Continuiamo a insistere sull’emergenza sanitaria dei malati non Covid, seria quanto quella della pandemia ma della quale si parla troppo poco.
Nelle prime ore del 2021, i dati che arrivano dai principali ospedali romani sono molto gravi per tutte le malattie tradizionali e più rassicuranti per i ricoveri da Coronavirus.

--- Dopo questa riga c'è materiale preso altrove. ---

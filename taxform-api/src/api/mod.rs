//! HTTP API handlers for taxform-api

pub mod error;
pub mod forms;
pub mod health;
pub mod report;

pub use error::ApiError;
pub use forms::{create_tax_form, list_tax_forms, update_tax_form};
pub use health::health_routes;
pub use report::generate_report;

Ieri mattina al San Camillo, il pronto soccorso non riusciva a smaltire i 93 pazienti in attesa di cure. Il San Giovanni ne vedeva in coda 60 e 34 il San Filippo Neri.
In serata al Sant’Eugenio 41 persone erano alla ricerca di un letto e 50 al Gemelli. “Al Policlinico Casilino la situazione è critica – spiega il responsabile del Pronto Soccorso, dottor Adolfo Pagnanelli – abbiamo molti posti Covid liberi ma non possiamo usarli per gli altri malati. Il numero dei pazienti non Covid supera quello dei positivi“.
Il piano annunciato dalla Regione Lazio per aperture a soffietto di reparti attualmente sbarrati non sembra essere entrato ancora nel vivo.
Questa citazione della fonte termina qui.